Hey, these are a great help, thanks for sharing your work!

[silly joke]
Now if you combine those with the Magic Item cards, the Spell cards, and those monster stat cards you got from the minis, you can turn D&D into a nifty version of _Magic: The Gathering_...with less art, and more dice-rolling.   [/silly joke]


----------



## frankthedm (Aug 9, 2007)

Geron Raveneye said:
			
		

> [silly joke]
> Now if you combine those with the Magic Item cards, the Spell cards, and those monster stat cards you got from the minis, you can turn D&D into a nifty version of _Magic: The Gathering_...with less art, and more dice-rolling.   [/silly joke]



You say silly joke, I say commentary on the way WotC set up 3E.

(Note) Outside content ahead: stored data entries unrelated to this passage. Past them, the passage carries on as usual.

impl SegmentProfile {
    // Positions/velocities closer than this count as equal for the
    // no-movement check.
    const REST_TOLERANCE: f64 = 1e-12;
    // Slack on duration comparisons, in seconds.
    const TIME_TOLERANCE: f64 = 1e-12;
    // Relative slack on the displacement reached by a fixed-duration solve.
    const DISPLACEMENT_TOLERANCE: f64 = 1e-12;
    // Relative slack on the boundary tests and ramp direction checks.
    const BALANCE_TOLERANCE: f64 = 1e-12;
    const DIRECTION_TOLERANCE: f64 = 1e-9;
    /// Sampling slack past the final breakpoint.
    pub const SAMPLE_EPSILON: f64 = 1e-9;

    /// Creates an unsolved profile after validating `limits`.
    pub fn new(limits: SegmentLimits) -> ProfileResult<Self> {
        limits.validate()?;
        Ok(SegmentProfile {
            limits,
            ..Default::default()
        })
    }

    /// Solves the profile for the given boundary values.
    ///
    /// With `tf == 0` the fastest profile is built and its end time is
    /// `t0 + duration`. Otherwise the profile finishes exactly at `tf`,
    /// which must not be earlier than the fastest profile allows.
    ///
    /// When `x0 == xf` and `v0 == vf != 0` the fastest profile passes
    /// through at that speed without any ramp, so its duration is zero.
    ///
    /// On error the profile is left unsolved. Returns the duration.
    pub fn generate(
        &mut self,
        t0: f64,
        tf: f64,
        x0: f64,
        xf: f64,
        v0: f64,
        vf: f64,
    ) -> ProfileResult<f64> {
        self.solution = None;
        Self::validate_times(t0, tf)?;
        self.validate_boundary(x0, xf, v0, vf)?;

        self.time = (t0, tf);
        self.pos = (x0, xf);
        self.vel = (v0, vf);
        let mv = Move {
            pos: self.pos,
            vel: self.vel,
        };
        let explicit = tf != 0.0;

        if (xf - x0).abs() <= Self::REST_TOLERANCE
            && v0.abs() <= Self::REST_TOLERANCE
            && vf.abs() <= Self::REST_TOLERANCE
        {
            let end = if explicit { tf } else { t0 };
            self.solution = Some(Solution::at_rest(t0, end, x0));
            debug!(t0, end, pos = x0, "segment has no movement");
            return Ok(end - t0);
        }

        let initial = initial_direction(&mv, explicit);
        let full = Ramps::new(self.limits.accel_limit, self.limits.decel_limit, &self.limits);
        let requested = if explicit { tf - t0 } else { 0.0 };

        let fastest = fastest_plan(&mv, full, self.limits.vel_limit, initial).ok_or(
            ProfileError::Unreachable {
                requested,
                fastest: f64::INFINITY,
                reason: "no feasible profile at full limits",
            },
        )?;

        let (plan, end, is_fastest) = if !explicit {
            (fastest, t0 + fastest.duration, true)
        } else if requested < fastest.duration - Self::TIME_TOLERANCE {
            return Err(ProfileError::Unreachable {
                requested,
                fastest: fastest.duration,
                reason: "requested duration is shorter than the fastest profile",
            });
        } else if requested <= fastest.duration + Self::TIME_TOLERANCE {
            (fastest, tf, true)
        } else {
            (self.explicit_plan(&mv, requested, &fastest, initial)?, tf, false)
        };

        let solution = Solution::build(t0, end, &mv, &plan, &self.limits, is_fastest);
        debug!(
            t0,
            end,
            v_max = plan.v_max,
            sign_a = solution.sign_a,
            sign_d = solution.sign_d,
            fastest = is_fastest,
            "segment profile generated"
        );
        self.solution = Some(solution);
        Ok(end - t0)
    }

    /// Position, velocity and acceleration at absolute time `t`.
    pub fn sample(&self, t: f64) -> ProfileResult<MotionState> {
        let solution = self.solution.as_ref().ok_or(ProfileError::NotGenerated)?;
        if solution.no_movement {
            return Ok(MotionState::at_rest(self.pos.0));
        }

        let bp = &solution.breakpoints;
        if !(t >= bp[0] && t <= bp[7] + Self::SAMPLE_EPSILON) {
            return Err(ProfileError::TimeOutOfRange {
                time: t,
                start: bp[0],
                end: bp[7],
            });
        }
        let index = (0..7).find(|&i| t < bp[i + 1]).unwrap_or(6);
        Ok(solution.phases[index].eval(t))
    }

    // -----------------------------------------------------------------
    //  Getter methods for SegmentProfile
    // -----------------------------------------------------------------

    pub fn limits(&self) -> &SegmentLimits {
        &self.limits
    }

    /// Replaces the limits; the profile becomes unsolved.
    pub fn set_limits(&mut self, limits: SegmentLimits) -> ProfileResult<()> {
        limits.validate()?;
        self.limits = limits;
        self.solution = None;
        Ok(())
    }

    /// Get the requested `(t0, tf)`; `tf == 0` marks a fastest request.
    pub fn get_time(&self) -> (f64, f64) {
        self.time
    }

    /// Get boundary positions `(pos_init, pos_exit)`.
    pub fn get_pos(&self) -> (f64, f64) {
        self.pos
    }

    /// Get boundary velocities `(vel_init, vel_exit)`.
    pub fn get_vel(&self) -> (f64, f64) {
        self.vel
    }

    pub fn is_generated(&self) -> bool {
        self.solution.is_some()
    }

    pub fn is_no_movement(&self) -> bool {
        self.solution.map_or(false, |s| s.no_movement)
    }

    /// True when the profile runs at full limits (no slower finish time was
    /// requested, or the requested one equals the fastest).
    pub fn is_fastest(&self) -> bool {
        self.solution.map_or(false, |s| s.fastest)
    }

    /// `t0..t7`.
    pub fn breakpoints(&self) -> ProfileResult<[f64; 8]> {
        Ok(self.solved()?.breakpoints)
    }

    /// `(pos, vel)` at `t1..t6`.
    pub fn waypoint_states(&self) -> ProfileResult<[(f64, f64); 6]> {
        Ok(self.solved()?.states)
    }

    pub fn phases(&self) -> ProfileResult<[PhasePolynomial; 7]> {
        Ok(self.solved()?.phases)
    }

    pub fn sign_a(&self) -> ProfileResult<f64> {
        Ok(self.solved()?.sign_a)
    }

    pub fn sign_d(&self) -> ProfileResult<f64> {
        Ok(self.solved()?.sign_d)
    }

    /// Signed cruise velocity.
    pub fn v_max(&self) -> ProfileResult<f64> {
        Ok(self.solved()?.v_max)
    }

    /// Acceleration magnitude used in phases 1-3 (after any scaling).
    pub fn accel(&self) -> ProfileResult<f64> {
        Ok(self.solved()?.accel)
    }

    /// Acceleration magnitude used in phases 5-7 (after any scaling).
    pub fn decel(&self) -> ProfileResult<f64> {
        Ok(self.solved()?.decel)
    }

    pub fn start_time(&self) -> ProfileResult<f64> {
        Ok(self.solved()?.breakpoints[0])
    }

    pub fn end_time(&self) -> ProfileResult<f64> {
        Ok(self.solved()?.breakpoints[7])
    }

    pub fn duration(&self) -> ProfileResult<f64> {
        let bp = self.solved()?.breakpoints;
        Ok(bp[7] - bp[0])
    }

    // -----------------------------------------------------------------------------------------
    // Below are helper methods for internal calculations:
    // -----------------------------------------------------------------------------------------

    fn solved(&self) -> ProfileResult<&Solution> {
        self.solution.as_ref().ok_or(ProfileError::NotGenerated)
    }

    fn validate_times(t0: f64, tf: f64) -> ProfileResult<()> {
        let valid = t0.is_finite()
            && tf.is_finite()
            && t0 >= 0.0
            && tf >= 0.0
            && (tf == 0.0 || t0 <= tf);
        if valid {
            Ok(())
        } else {
            Err(ProfileError::InvalidTime { t0, tf })
        }
    }

    fn validate_boundary(&self, x0: f64, xf: f64, v0: f64, vf: f64) -> ProfileResult<()> {
        for (name, value) in [("x0", x0), ("xf", xf), ("v0", v0), ("vf", vf)] {
            if !value.is_finite() {
                return Err(ProfileError::InvalidBoundary { name, value });
            }
        }
        let limit = self.limits.vel_limit;
        for velocity in [v0, vf] {
            if velocity.abs() > limit {
                return Err(ProfileError::BoundaryVelocityExceedsLimit { velocity, limit });
            }
        }
        Ok(())
    }

    /// Ramps used for a slower-than-fastest finish.
    ///
    /// The acceleration limits are pulled towards their floor by
    /// `(fastest / requested)²`. When the fastest profile under the scaled
    /// limits cannot meet `requested` the full limits are kept.
    fn explicit_ramps(&self, mv: &Move, requested: f64, fastest: &Plan, initial: f64) -> Ramps {
        let limits = &self.limits;
        let ratio = (fastest.duration / requested).powi(2);
        let accel = limits.accel_floor() + (limits.accel_limit - limits.accel_floor()) * ratio;
        let decel = limits.decel_floor() + (limits.decel_limit - limits.decel_floor()) * ratio;
        let scaled = Ramps::new(accel, decel, limits);

        match fastest_plan(mv, scaled, limits.vel_limit, initial) {
            Some(plan) if plan.duration <= requested + Self::TIME_TOLERANCE => scaled,
            _ => {
                warn!(
                    accel,
                    decel,
                    requested,
                    "scaled limits cannot meet the requested duration, using full limits"
                );
                fastest.ramps
            }
        }
    }

    /// Slower-than-fastest profile finishing in exactly `requested` seconds.
    ///
    /// Each (sign_a, sign_d) combination is tried, starting from the
    /// initially assumed direction, and the first consistent cruise speed
    /// within the velocity limit wins.
    fn explicit_plan(
        &self,
        mv: &Move,
        requested: f64,
        fastest: &Plan,
        initial: f64,
    ) -> ProfileResult<Plan> {
        let ramps = self.explicit_ramps(mv, requested, fastest, initial);

        let s = initial;
        let mut plans = Vec::new();
        for signs in [(s, -s), (s, s), (-s, -s), (-s, s)] {
            let found = fixed_duration_plans(mv, ramps, requested, signs);
            if found.is_empty() {
                trace!(
                    sign_a = signs.0,
                    sign_d = signs.1,
                    "sign combination has no consistent cruise speed"
                );
            }
            plans.extend(found);
        }

        within_velocity_limit(&plans, self.limits.vel_limit)?.ok_or(ProfileError::Unreachable {
            requested,
            fastest: fastest.duration,
            reason: "no acceleration/deceleration sign combination fits the requested duration",
        })
    }
}

impl Solution {
    fn at_rest(t0: f64, end: f64, pos: f64) -> Self {
        let breakpoints = [t0, t0, t0, t0, t0, t0, t0, end];
        let cruise = PhasePolynomial::new(
            t0,
            end - t0,
            (pos, 0.0),
            0.0,
            PhaseShape::Cruise,
            Anchor::Start,
        );
        Solution {
            breakpoints,
            states: [(pos, 0.0); 6],
            phases: [cruise; 7],
            sign_a: 1.0,
            sign_d: -1.0,
            v_max: 0.0,
            accel: 0.0,
            decel: 0.0,
            no_movement: true,
            fastest: false,
        }
    }

    /// Lays out the seven phases between `t0` and `t7`.
    ///
    /// Phases 1-3 are integrated forward from the initial state and 5-7
    /// backward from the final state, so both boundary states are reproduced
    /// exactly; the cruise phase absorbs any rounding between the two halves.
    fn build(
        t0: f64,
        t7: f64,
        mv: &Move,
        plan: &Plan,
        limits: &SegmentLimits,
        fastest: bool,
    ) -> Self {
        let (x0, xf) = mv.pos;
        let (v0, vf) = mv.vel;
        let (ramps, v_max) = (plan.ramps, plan.v_max);

        let dv_a = (v_max - v0).abs();
        let dv_d = (vf - v_max).abs();
        let sign_a = if dv_a > 0.0 { (v_max - v0).signum() } else { plan.sign_a };
        let sign_d = if dv_d > 0.0 { (vf - v_max).signum() } else { plan.sign_d };

        let round_a = limits.accel_round_frac * dv_a / ramps.accel;
        let hold_a = (1.0 - limits.accel_round_frac) * dv_a / ramps.accel;
        let round_d = limits.decel_round_frac * dv_d / ramps.decel;
        let hold_d = (1.0 - limits.decel_round_frac) * dv_d / ramps.decel;

        let t1 = t0 + round_a;
        let t2 = t1 + hold_a;
        let t3 = t2 + round_a;
        let t6 = t7 - round_d;
        let t5 = t6 - hold_d;
        let t4 = (t5 - round_d).max(t3);
        let t5 = t5.max(t4);
        let t6 = t6.max(t5);

        let acc_a = sign_a * ramps.accel;
        let acc_d = sign_d * ramps.decel;

        let forward = |start: f64, end: f64, state, shape| {
            PhasePolynomial::new(start, end - start, state, acc_a, shape, Anchor::Start)
        };
        let backward = |start: f64, end: f64, state, shape| {
            PhasePolynomial::new(start, end - start, state, acc_d, shape, Anchor::End)
        };

        let p1 = forward(t0, t1, (x0, v0), PhaseShape::RampUp);
        let s1 = p1.far_state();
        let p2 = forward(t1, t2, s1, PhaseShape::Hold);
        let s2 = p2.far_state();
        let p3 = forward(t2, t3, s2, PhaseShape::RampDown);
        let s3 = p3.far_state();

        let p7 = backward(t6, t7, (xf, vf), PhaseShape::RampDown);
        let s6 = p7.far_state();
        let p6 = backward(t5, t6, s6, PhaseShape::Hold);
        let s5 = p6.far_state();
        let p5 = backward(t4, t5, s5, PhaseShape::RampUp);
        let s4 = p5.far_state();

        let p4 = PhasePolynomial::new(t3, t4 - t3, s3, 0.0, PhaseShape::Cruise, Anchor::Start);

        Solution {
            breakpoints: [t0, t1, t2, t3, t4, t5, t6, t7],
            states: [s1, s2, s3, s4, s5, s6],
            phases: [p1, p2, p3, p4, p5, p6, p7],
            sign_a,
            sign_d,
            v_max,
            accel: ramps.accel,
            decel: ramps.decel,
            no_movement: false,
            fastest,
        }
    }
}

BTW, these cards, printed at 1.5" across, fit nicely onto a Dreamblade mini base. They would be more of status tokens at that size, but making these more durable would prevent players destroying them in frustration.


----------



## sniffles (Aug 9, 2007)

These rock!

A friend of mine made condition cards for use in his games, but yours are much more aesthetically pleasing.


----------



## Ambrus (Aug 9, 2007)

I'm glad people seem to like them. 


			
				frankthedm said:
			
		

> BTW, these cards, printed at 1.5" across, fit nicely onto a Dreamblade mini base. They would be more of status tokens at that size, but making these more durable would prevent players destroying them in frustration.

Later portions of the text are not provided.